Quase viro abóbora, mas cheguei a tempo.
Parece, quando vejo alguns
comentários, curtidas, likes e coisas do gênero nas redes sociais, que vocês,
humanos, gostam de qualquer merda sem nem ao menos saber o sabor. É como se
fosse o inverso de uma criança que diz “eu não gosto” sem nunca ter comido o
que lhe é oferecido, vocês dizem “eu gosto” sem nem imaginar o gosto da coisa. Eu
tenho visto de tudo ultimamente. Dia desses, eu defendi as marchinhas (até
compus uma) e as marchas de toda ordem.
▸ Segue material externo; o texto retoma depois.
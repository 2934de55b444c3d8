//! Core downloader implementation split into focused submodules.
//!
//! The `BatchDownloader` struct and its methods are organized by domain:
//! - [`session`] - Batched account sessions (start/stop/status)
//! - [`single`] - One-off single-URL downloads
//! - [`config_ops`] - Persisted settings, cookie slots and tool status
//! - [`lifecycle`] - Shutdown coordination

mod config_ops;
mod lifecycle;
mod session;
mod single;

// unwrap/expect are acceptable in tests for concise failure-on-error assertions
#[allow(clippy::unwrap_used, clippy::expect_used)]
#[cfg(test)]
pub(crate) mod test_helpers;
#[allow(clippy::unwrap_used, clippy::expect_used)]
#[cfg(test)]
mod tests;

use std::sync::Arc;
use tokio::sync::{Mutex, RwLock, broadcast};
use tokio_util::sync::CancellationToken;

use crate::command::{CommandComposer, GalleryDlComposer};
use crate::config::{Config, Settings};
use crate::cookies::CookieStore;
use crate::db::Database;
use crate::error::{Error, Result};
use crate::interpreter::OutputRules;
use crate::process::{ProcessRegistry, SupervisorContext};
use crate::types::{Event, SessionStats};

/// Whether a session currently owns the downloader
#[derive(Clone, Copy, Debug, PartialEq, Eq)]
pub(crate) enum SessionPhase {
    Idle,
    Running,
}

/// Coordinator state guarded by one mutex
///
/// `generation` increases with every accepted session so a session that was
/// stopped and then superseded cannot overwrite its successor's state when it
/// finally winds down.
#[derive(Debug)]
pub(crate) struct SessionState {
    pub(crate) phase: SessionPhase,
    pub(crate) generation: u64,
    pub(crate) cancel: CancellationToken,
    pub(crate) stats: SessionStats,
}

impl Default for SessionState {
    fn default() -> Self {
        Self {
            phase: SessionPhase::Idle,
            generation: 0,
            cancel: CancellationToken::new(),
            stats: SessionStats::default(),
        }
    }
}

/// Main downloader instance (cloneable - all fields are Arc-wrapped)
#[derive(Clone)]
pub struct BatchDownloader {
    /// Archive database (wrapped in Arc for sharing across tasks)
    pub db: Arc<Database>,
    /// Event broadcast channel sender (multiple subscribers supported)
    pub(crate) event_tx: broadcast::Sender<Event>,
    /// Static configuration
    pub(crate) config: Arc<Config>,
    /// User-editable settings, persisted to the data directory
    pub(crate) settings: Arc<RwLock<Settings>>,
    /// Per-platform cookie files
    pub(crate) cookies: CookieStore,
    /// Builds gallery-dl invocations
    pub(crate) composer: Arc<dyn CommandComposer>,
    /// Compiled output classification rules
    pub(crate) rules: OutputRules,
    /// Live gallery-dl processes
    pub(crate) registry: ProcessRegistry,
    /// Session coordinator state
    pub(crate) session: Arc<Mutex<SessionState>>,
}

impl BatchDownloader {
    /// Create a new BatchDownloader instance
    ///
    /// This initializes all core components:
    /// - Creates the data and download directories
    /// - Opens/creates the SQLite archive database and runs migrations
    /// - Loads persisted settings (writing defaults on first start)
    /// - Sets up the event broadcast channel
    pub async fn new(config: Config) -> Result<Self> {
        Self::with_composer(config, Arc::new(GalleryDlComposer::new())).await
    }

    /// Create a downloader that builds its commands with `composer`
    pub async fn with_composer(
        config: Config,
        composer: Arc<dyn CommandComposer>,
    ) -> Result<Self> {
        for dir in [&config.persistence.data_dir, config.download_dir()] {
            tokio::fs::create_dir_all(dir).await.map_err(|e| {
                Error::Io(std::io::Error::new(
                    e.kind(),
                    format!("Failed to create directory '{}': {}", dir.display(), e),
                ))
            })?;
        }

        let db = Database::new(&config.persistence.database_path).await?;
        let settings = config_ops::load_settings(&config).await?;
        let rules = OutputRules::new(&config.output)?;

        // Create broadcast channel with buffer size of 1000 events
        let (event_tx, _rx) = broadcast::channel(1000);

        tracing::info!(
            data_dir = %config.persistence.data_dir.display(),
            download_dir = %config.download_dir().display(),
            batch_size = settings.batch_size,
            "downloader initialized"
        );

        Ok(Self {
            db: Arc::new(db),
            event_tx,
            cookies: CookieStore::new(config.persistence.cookies_dir()),
            config: Arc::new(config),
            settings: Arc::new(RwLock::new(settings)),
            composer,
            rules,
            registry: ProcessRegistry::new(),
            session: Arc::new(Mutex::new(SessionState::default())),
        })
    }

    /// Subscribe to session events
    ///
    /// Multiple subscribers are supported. Each subscriber receives all events independently.
    /// If a subscriber falls behind by more than 1000 events, it will receive a
    /// `RecvError::Lagged` error.
    ///
    /// # Examples
    ///
    /// ```no_run
    /// use batch_dl::{BatchDownloader, Config};
    ///
    /// #[tokio::main]
    /// async fn main() -> Result<(), Box<dyn std::error::Error>> {
    ///     let downloader = BatchDownloader::new(Config::default()).await?;
    ///
    ///     let mut events = downloader.subscribe();
    ///     tokio::spawn(async move {
    ///         while let Ok(event) = events.recv().await {
    ///             println!("{}: {:?}", event.name(), event);
    ///         }
    ///     });
    ///
    ///     Ok(())
    /// }
    /// ```
    pub fn subscribe(&self) -> broadcast::Receiver<Event> {
        self.event_tx.subscribe()
    }

    /// Get the static configuration
    pub fn get_config(&self) -> Arc<Config> {
        Arc::clone(&self.config)
    }

    /// Emit an event to all subscribers
    ///
    /// If there are no active subscribers, the event is silently dropped.
    pub(crate) fn emit_event(&self, event: Event) {
        self.event_tx.send(event).ok();
    }

    /// Supervisor dependencies for one session
    pub(crate) fn supervisor_context(&self, session_cancel: CancellationToken) -> SupervisorContext {
        SupervisorContext {
            composer: Arc::clone(&self.composer),
            rules: self.rules.clone(),
            registry: self.registry.clone(),
            event_tx: self.event_tx.clone(),
            kill_grace: self.config.output.kill_grace,
            session_cancel,
        }
    }

    /// Spawn the REST API server in a background task
    ///
    /// The server listens on the configured bind address (default: 127.0.0.1:3000).
    pub fn spawn_api_server(self: &Arc<Self>) -> tokio::task::JoinHandle<Result<()>> {
        let downloader = self.clone();
        let config = self.config.clone();

        tokio::spawn(async move { crate::api::start_api_server(downloader, config).await })
    }
}
//! One-off single-URL downloads.

use tokio::task::JoinHandle;

use crate::command::{ComposeRequest, ComposeTarget};
use crate::error::{Result, SessionError};
use crate::interpreter::InterpretMode;
use crate::process::{TargetJob, run_target};
use crate::types::{Platform, SINGLE_URL_TARGET, SessionSummary, SingleUrlRequest};

use super::BatchDownloader;

const DEFAULT_SLEEP_REQUEST: &str = "1-2";
const DEFAULT_RETRIES: u32 = 3;
const DEFAULT_TIMEOUT: u32 = 30;

impl BatchDownloader {
    /// Download one post, reel or profile URL
    ///
    /// Shares the session guard with [`start_session`](Self::start_session):
    /// it is rejected while a session runs, blocks new sessions while it runs,
    /// and ends with a `done` event counting one account. Every file the tool
    /// reports counts; there is no early stop.
    pub async fn download_single_url(
        &self,
        request: SingleUrlRequest,
    ) -> Result<JoinHandle<SessionSummary>> {
        if self.is_running().await {
            return Err(self.reject(SessionError::AlreadyRunning));
        }

        let Some(program) = self.resolve_tool(request.gallery_dl_path.clone()).await else {
            return Err(self.reject(SessionError::ToolNotFound));
        };

        let url = request.url.trim().to_string();
        if url.is_empty() {
            return Err(self.reject(SessionError::NoUrl));
        }

        let platform = Platform::from_url(&url);
        if !self.cookies.exists(platform).await {
            return Err(self.reject(SessionError::MissingCookies { platform }));
        }

        let job = TargetJob {
            target: SINGLE_URL_TARGET.to_string(),
            announce: format!("Downloading: {url}"),
            request: ComposeRequest {
                program,
                cookies_file: self.cookies.path_for(platform),
                download_dir: self.config.download_dir().clone(),
                target: ComposeTarget::Url(url.clone()),
                sleep_request: request
                    .sleep_request
                    .unwrap_or_else(|| DEFAULT_SLEEP_REQUEST.to_string()),
                retries: request.retries.unwrap_or(DEFAULT_RETRIES),
                timeout: request.timeout.unwrap_or(DEFAULT_TIMEOUT),
            },
            mode: InterpretMode::SingleUrl,
        };

        let active = self.begin(1).await?;
        tracing::info!(%url, %platform, generation = active.generation, "single URL download started");

        let downloader = self.clone();
        Ok(tokio::spawn(async move {
            let ctx = downloader.supervisor_context(active.cancel.clone());
            let outcome = run_target(&ctx, job).await;

            {
                let mut session = downloader.session.lock().await;
                if session.generation == active.generation {
                    session.stats.total_files = outcome.new_files;
                    session.stats.total_posts = outcome.new_posts;
                    session.stats.accounts_done = 1;
                }
            }

            downloader
                .finish(active, outcome.new_files, outcome.new_posts)
                .await
        }))
    }
}
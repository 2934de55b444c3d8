//! Archive handlers.

use super::{ArchiveAddRequest, ArchiveChangeResponse, parse_platform};
use crate::api::AppState;
use axum::{
    Json,
    extract::{Path, State},
    http::StatusCode,
    response::IntoResponse,
};

/// GET /archive - Archived account names per platform
#[utoipa::path(
    get,
    path = "/api/v1/archive",
    tag = "archive",
    responses(
        (status = 200, description = "Names per platform in insertion order", body = crate::types::ArchiveListing),
        (status = 500, description = "Internal server error", body = crate::error::ApiError)
    )
)]
pub async fn list_archive(State(state): State<AppState>) -> impl IntoResponse {
    match state.downloader.db.list_archive().await {
        Ok(listing) => (StatusCode::OK, Json(listing)).into_response(),
        Err(e) => e.into_response(),
    }
}

/// POST /archive - Add names to a platform's archive
#[utoipa::path(
    post,
    path = "/api/v1/archive",
    tag = "archive",
    request_body(content = ArchiveAddRequest, description = "Platform and names to add"),
    responses(
        (status = 200, description = "Number of names newly added", body = ArchiveChangeResponse),
        (status = 500, description = "Internal server error", body = crate::error::ApiError)
    )
)]
pub async fn add_to_archive(
    State(state): State<AppState>,
    Json(request): Json<ArchiveAddRequest>,
) -> impl IntoResponse {
    match state
        .downloader
        .db
        .add_to_archive(request.platform, &request.usernames)
        .await
    {
        Ok(changed) => (StatusCode::OK, Json(ArchiveChangeResponse { changed })).into_response(),
        Err(e) => e.into_response(),
    }
}

/// DELETE /archive/:platform - Clear a platform's archive
#[utoipa::path(
    delete,
    path = "/api/v1/archive/{platform}",
    tag = "archive",
    params(("platform" = String, Path, description = "instagram or twitter")),
    responses(
        (status = 200, description = "Number of names removed", body = ArchiveChangeResponse),
        (status = 400, description = "Unknown platform", body = crate::error::ApiError),
        (status = 500, description = "Internal server error", body = crate::error::ApiError)
    )
)]
pub async fn clear_archive(
    State(state): State<AppState>,
    Path(platform): Path<String>,
) -> impl IntoResponse {
    let platform = match parse_platform(&platform) {
        Ok(platform) => platform,
        Err(e) => return e.into_response(),
    };

    match state.downloader.db.clear_archive(platform).await {
        Ok(changed) => (StatusCode::OK, Json(ArchiveChangeResponse { changed })).into_response(),
        Err(e) => e.into_response(),
    }
}
use crate::db::*;
use crate::types::Platform;
use tempfile::NamedTempFile;

fn names(list: &[&str]) -> Vec<String> {
    list.iter().map(|s| s.to_string()).collect()
}

#[tokio::test]
async fn test_add_and_list_in_insertion_order() {
    let temp_file = NamedTempFile::new().unwrap();
    let db = Database::new(temp_file.path()).await.unwrap();

    let inserted = db
        .add_to_archive(Platform::Instagram, &names(&["zed", "amy", "bob"]))
        .await
        .unwrap();
    assert_eq!(inserted, 3);

    let listing = db.list_archive().await.unwrap();
    assert_eq!(listing.instagram, vec!["zed", "amy", "bob"]);
    assert!(listing.twitter.is_empty());

    db.close().await;
}

#[tokio::test]
async fn test_add_is_idempotent_per_platform() {
    let temp_file = NamedTempFile::new().unwrap();
    let db = Database::new(temp_file.path()).await.unwrap();

    db.add_to_archive(Platform::Twitter, &names(&["amy"]))
        .await
        .unwrap();
    let inserted = db
        .add_to_archive(Platform::Twitter, &names(&["amy", "bob", "amy"]))
        .await
        .unwrap();
    assert_eq!(inserted, 1, "only bob is new");

    // Same name on another platform is a separate entry
    let inserted = db
        .add_to_archive(Platform::Instagram, &names(&["amy"]))
        .await
        .unwrap();
    assert_eq!(inserted, 1);

    let listing = db.list_archive().await.unwrap();
    assert_eq!(listing.twitter, vec!["amy", "bob"]);
    assert_eq!(listing.instagram, vec!["amy"]);

    db.close().await;
}

#[tokio::test]
async fn test_add_skips_blank_names() {
    let temp_file = NamedTempFile::new().unwrap();
    let db = Database::new(temp_file.path()).await.unwrap();

    let inserted = db
        .add_to_archive(Platform::Instagram, &names(&["", "  ", "amy"]))
        .await
        .unwrap();
    assert_eq!(inserted, 1);

    db.close().await;
}

#[tokio::test]
async fn test_clear_only_affects_one_platform() {
    let temp_file = NamedTempFile::new().unwrap();
    let db = Database::new(temp_file.path()).await.unwrap();

    db.add_to_archive(Platform::Instagram, &names(&["a", "b"]))
        .await
        .unwrap();
    db.add_to_archive(Platform::Twitter, &names(&["c"]))
        .await
        .unwrap();

    assert_eq!(db.clear_archive(Platform::Instagram).await.unwrap(), 2);
    let listing = db.list_archive().await.unwrap();
    assert!(listing.instagram.is_empty());
    assert_eq!(listing.twitter, vec!["c"]);

    // Clearing an empty platform is not an error
    assert_eq!(db.clear_archive(Platform::Instagram).await.unwrap(), 0);

    db.close().await;
}

#[tokio::test]
async fn test_entries_carry_timestamps() {
    let temp_file = NamedTempFile::new().unwrap();
    let db = Database::new(temp_file.path()).await.unwrap();

    let before = chrono::Utc::now().timestamp();
    db.add_to_archive(Platform::Twitter, &names(&["amy"]))
        .await
        .unwrap();

    let entries = db.list_archive_entries(Platform::Twitter).await.unwrap();
    assert_eq!(entries.len(), 1);
    assert_eq!(entries[0].platform, "twitter");
    assert!(entries[0].added_at >= before);

    db.close().await;
}
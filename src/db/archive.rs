//! Archive of previously downloaded account names.

use crate::error::DatabaseError;
use crate::types::{ArchiveListing, Platform};
use crate::{Error, Result};

use super::{ArchiveEntry, Database};

impl Database {
    /// Add account names to a platform's archive
    ///
    /// Names already present are ignored, as are empty names. Returns how many
    /// names were newly inserted.
    pub async fn add_to_archive(&self, platform: Platform, usernames: &[String]) -> Result<u64> {
        let now = chrono::Utc::now().timestamp();
        let mut tx = self.pool.begin().await.map_err(|e| {
            Error::Database(DatabaseError::QueryFailed(format!(
                "Failed to begin transaction: {}",
                e
            )))
        })?;

        let mut inserted = 0;
        for username in usernames.iter().map(|u| u.trim()).filter(|u| !u.is_empty()) {
            let result = sqlx::query(
                "INSERT OR IGNORE INTO archive (platform, username, added_at) VALUES (?, ?, ?)",
            )
            .bind(platform.as_str())
            .bind(username)
            .bind(now)
            .execute(&mut *tx)
            .await
            .map_err(|e| {
                Error::Database(DatabaseError::QueryFailed(format!(
                    "Failed to add to archive: {}",
                    e
                )))
            })?;
            inserted += result.rows_affected();
        }

        tx.commit().await.map_err(|e| {
            Error::Database(DatabaseError::QueryFailed(format!(
                "Failed to commit archive insert: {}",
                e
            )))
        })?;

        Ok(inserted)
    }

    /// List one platform's archive in insertion order
    pub async fn list_archive_entries(&self, platform: Platform) -> Result<Vec<ArchiveEntry>> {
        let rows = sqlx::query_as::<_, ArchiveEntry>(
            "SELECT id, platform, username, added_at FROM archive WHERE platform = ? ORDER BY id ASC",
        )
        .bind(platform.as_str())
        .fetch_all(&self.pool)
        .await
        .map_err(|e| {
            Error::Database(DatabaseError::QueryFailed(format!(
                "Failed to list archive: {}",
                e
            )))
        })?;

        Ok(rows)
    }

    /// Archived names for every platform
    pub async fn list_archive(&self) -> Result<ArchiveListing> {
        let names = |entries: Vec<ArchiveEntry>| entries.into_iter().map(|e| e.username).collect();
        Ok(ArchiveListing {
            instagram: names(self.list_archive_entries(Platform::Instagram).await?),
            twitter: names(self.list_archive_entries(Platform::Twitter).await?),
        })
    }

    /// Remove every archived name for a platform
    ///
    /// Returns the number of names removed.
    pub async fn clear_archive(&self, platform: Platform) -> Result<u64> {
        let result = sqlx::query("DELETE FROM archive WHERE platform = ?")
            .bind(platform.as_str())
            .execute(&self.pool)
            .await
            .map_err(|e| {
                Error::Database(DatabaseError::QueryFailed(format!(
                    "Failed to clear archive: {}",
                    e
                )))
            })?;

        Ok(result.rows_affected())
    }
}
Pensei que não veria nada mais absurdo
que o rei do gado voltando a comer carne, o que também foi tema de um texto meu
em parceria com minha amiga culpa no sábado último. Mas o que vi agora a pouco
me fez cair o cu da bunda. Um rapaz de óculos escuros falando sobre uma marcha
em defesa da família, de deus e do sei lá mais o quê, que eu pensava ser um personagem
desses programas ruins de humor, está sendo levado a sério por um monte de
gente. Fui consultar os alfarrábios da história e vi que sim, lunáticos podem
comandar milhões de pessoas para cometerem atrocidades, assaltos, guerras e até
suicídio coletivo. Minha pesquisa sobre Marchas me levou aos manifestos. Teve
uma época em que tudo que se fazia acabava virando manifesto. Manifesto disso,
manifesto daquilo. Acabou que os manifestos perderam o sentido de ser. Tipo o
roqueiro lobo mau, que criticava as propagandas de iogurte que diziam que tomar
uma atitude era tomar dan’up, e hoje virou caricatura dele mesmo e tudo que ele
critica parece piada de mau gosto. Mas deixemos os lobos maus, os três
porquinhos e os contos da carochinha pra lá. Voltemos ao homem de óculos
escuros e sua marcha da TFP tardia. Meu querido, porque você não vem falar
comigo? Tenho tantas coisas pra dizer no seu ouvidinho. Coisas que os que foram
torturados falaram pra mim, para não abrir o bico para os torturadores. Coisas que
os filhos órfãos dos desaparecidos choraram pra mim. Coisas que as mães dos
assassinados me suplicaram até o último suspiro de vida por não acreditar no
sumiço que deram nos seus filhos. Coisas do arco da velha, meu caro. Ainda dá
tempo. Prometo não chegar de alicates e agulhas embaixo de sua unha, nem de
eletrochoques, muito menos de afogamentos, espancamentos ou cabos de vassoura
no seu ânus. Tire seus óculos escuros e deixe rolar suas lágrimas de arrependimento,
eu prometo ser sutil. Ou volte para o lugar de onde nunca deveria ter saído:
esses programas de humor que pelo baixo nível de qualidade beiram a tristeza.
Música do Dia: Cruel (Luiz Melodia e
Escola de Música da Rocinha) (De: Sérgio Sampaio).
Bicho do Dia: Os Lobos da Marteleti
(Uma homenagem ao amigo dos óio de cão danado).